Carte du trajet du gazoduq entre l'Ontario et le Québec.

Le gazoduq pourrait s'étendre sur 782 km de l’Ontario jusqu'au Saguenay en passant par l'Abitibi-Témiscamingue.

Photo : Radio-Canada

Annie-Claude Luneau

Plus de 250 professionnels de la santé, dont plusieurs de l'Abitibi-Témiscamingue, s'opposent au projet d'usine de gaz liquéfié d'Énergie Saguenay et au pipeline de Gazoduq.

Dans une lettre ouverte publiée (Nouvelle fenêtre) dans La Presse jeudi matin, ces membres de l'Association québécoise des médecins pour l’environnement s'inquiètent des conséquences pour la santé.

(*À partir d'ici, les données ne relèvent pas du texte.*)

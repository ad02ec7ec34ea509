//! Property tests for target-position reconciliation.

use proptest::prelude::*;

use swinglab_core::domain::{IdGen, OrderSide};
use swinglab_core::engine::{plan, reconcile_position, OrderManager, SimBroker};

proptest! {
    /// The planned order never exceeds the delta and never crosses through
    /// flat: buys against a short cover at most the short, sells against a
    /// long liquidate at most the long.
    #[test]
    fn plan_never_crosses_flat(
        target in -10_000i64..10_000,
        current in -10_000i64..10_000,
    ) {
        let spec = plan(target, current, 100.0).unwrap();
        let delta = target - current;

        match spec {
            None => prop_assert_eq!(delta, 0),
            Some(spec) => {
                prop_assert!(spec.quantity > 0);
                prop_assert!(i64::from(spec.quantity) <= delta.abs());
                match spec.side {
                    OrderSide::Buy => {
                        prop_assert!(delta > 0);
                        if current < 0 {
                            prop_assert!(i64::from(spec.quantity) <= current.abs());
                        }
                    }
                    OrderSide::Sell => {
                        prop_assert!(delta < 0);
                        if current > 0 {
                            prop_assert!(i64::from(spec.quantity) <= current);
                        }
                    }
                }
                // Applying the fill moves toward the target without
                // overshooting or flipping sign.
                let applied = current + spec.side.sign() * i64::from(spec.quantity);
                prop_assert!((applied - target).abs() <= (current - target).abs());
                if current != 0 && applied != 0 {
                    prop_assert_eq!(current.signum(), applied.signum());
                }
            }
        }
    }

    /// Repeated plan-then-fill cycles reach the target in at most two
    /// steps: one to cover an opposing position, one to build the rest.
    #[test]
    fn plan_converges_within_two_cycles(
        target in -10_000i64..10_000,
        current in -10_000i64..10_000,
    ) {
        let mut held = current;
        for _ in 0..2 {
            match plan(target, held, 100.0).unwrap() {
                None => break,
                Some(spec) => {
                    held += spec.side.sign() * i64::from(spec.quantity);
                }
            }
        }
        prop_assert_eq!(held, target);
    }

    /// Reaching the target makes every further plan a no-op.
    #[test]
    fn plan_is_noop_at_target(target in -10_000i64..10_000) {
        prop_assert_eq!(plan(target, target, 100.0).unwrap(), None);
    }

    /// Driving arbitrary target sequences through the order manager keeps
    /// at most one order outstanding, always.
    #[test]
    fn at_most_one_outstanding_order(
        targets in prop::collection::vec(-500i64..500, 1..20),
    ) {
        let mut manager = OrderManager::new("SPY");
        let mut broker = SimBroker::new(0.0);
        let mut ids = IdGen::new();

        for (i, &target) in targets.iter().enumerate() {
            reconcile_position(&mut manager, &mut broker, &mut ids, target, 100.0, i).unwrap();
            // The slot invariant holds after every cycle by construction:
            // the API has no second slot. Check the order table agrees.
            let live: Vec<_> = (1..=200u64)
                .filter_map(|id| manager.order(swinglab_core::domain::OrderId(id)))
                .filter(|o| o.is_live())
                .collect();
            prop_assert!(live.len() <= 1);
            if let Some(order) = live.first() {
                prop_assert_eq!(Some(order.id), manager.outstanding_order_id());
            }
        }
    }
}

/// The second of two identical reconcile calls with an unchanged position
/// leaves exactly one outstanding order with the same side and quantity —
/// no duplicate live orders.
#[test]
fn repeat_reconcile_replaces_rather_than_duplicates() {
    let mut manager = OrderManager::new("SPY");
    let mut broker = SimBroker::new(0.0);
    let mut ids = IdGen::new();

    let first = reconcile_position(&mut manager, &mut broker, &mut ids, 5, 100.0, 0)
        .unwrap()
        .unwrap();
    let second = reconcile_position(&mut manager, &mut broker, &mut ids, 5, 100.0, 1)
        .unwrap()
        .unwrap();

    assert_ne!(first, second, "ids are never reused");
    let a = manager.order(first).unwrap();
    let b = manager.order(second).unwrap();
    assert!(!a.is_live());
    assert!(b.is_live());
    assert_eq!(a.side, b.side);
    assert_eq!(a.quantity, b.quantity);
    assert_eq!(manager.outstanding_order_id(), Some(second));
}

/// Once the position has reached the target, reconcile is a full no-op.
#[test]
fn reconcile_after_fill_is_noop() {
    use swinglab_core::domain::Bar;
    use chrono::NaiveDate;

    let mut manager = OrderManager::new("SPY");
    let mut broker = SimBroker::new(0.0);
    let mut ids = IdGen::new();

    reconcile_position(&mut manager, &mut broker, &mut ids, 5, 100.0, 0)
        .unwrap()
        .unwrap();

    // Fill the limit order: bar opens at the limit price.
    let bar = Bar {
        symbol: "SPY".into(),
        date: NaiveDate::from_ymd_opt(2021, 7, 1).unwrap(),
        open: 100.0,
        high: 101.0,
        low: 99.0,
        close: 100.5,
        volume: 1000,
    };
    for event in broker.process_bar(&bar, 1) {
        manager.on_event(&mut broker, &mut ids, &event, 1).unwrap();
    }
    assert_eq!(manager.position().quantity, 5);

    let placed = reconcile_position(&mut manager, &mut broker, &mut ids, 5, 100.5, 2).unwrap();
    assert!(placed.is_none());
    assert!(manager.outstanding_order_id().is_none());
}

/// Worked examples: flat to 5 buys 5; short 3 to 5 buys only the 3 cover.
#[test]
fn scenario_quantities_match_specified_examples() {
    let spec = plan(5, 0, 42.0).unwrap().unwrap();
    assert_eq!((spec.side, spec.quantity), (OrderSide::Buy, 5));
    assert_eq!(spec.kind.limit_price(), Some(42.0));

    let spec = plan(5, -3, 42.0).unwrap().unwrap();
    assert_eq!((spec.side, spec.quantity), (OrderSide::Buy, 3));
}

Ils soulignent entre autres les risques d'explosion lors du transport du gaz naturel. Rappelons que le projet prévoit la construction d'un gazoduc de 780 kilomètres qui traverserait l'Abitibi-Témiscamingue, la Haute-Mauricie et le Saguenay-Lac-St-Jean.

Les signataires insistent aussi sur l'augmentation des gaz à effet de serre qu'amènerait le projet, un non-sens à leur avis au moment où les spécialistes sonnent l’alarme au sujet des changements climatiques et des risques pour la santé humaine.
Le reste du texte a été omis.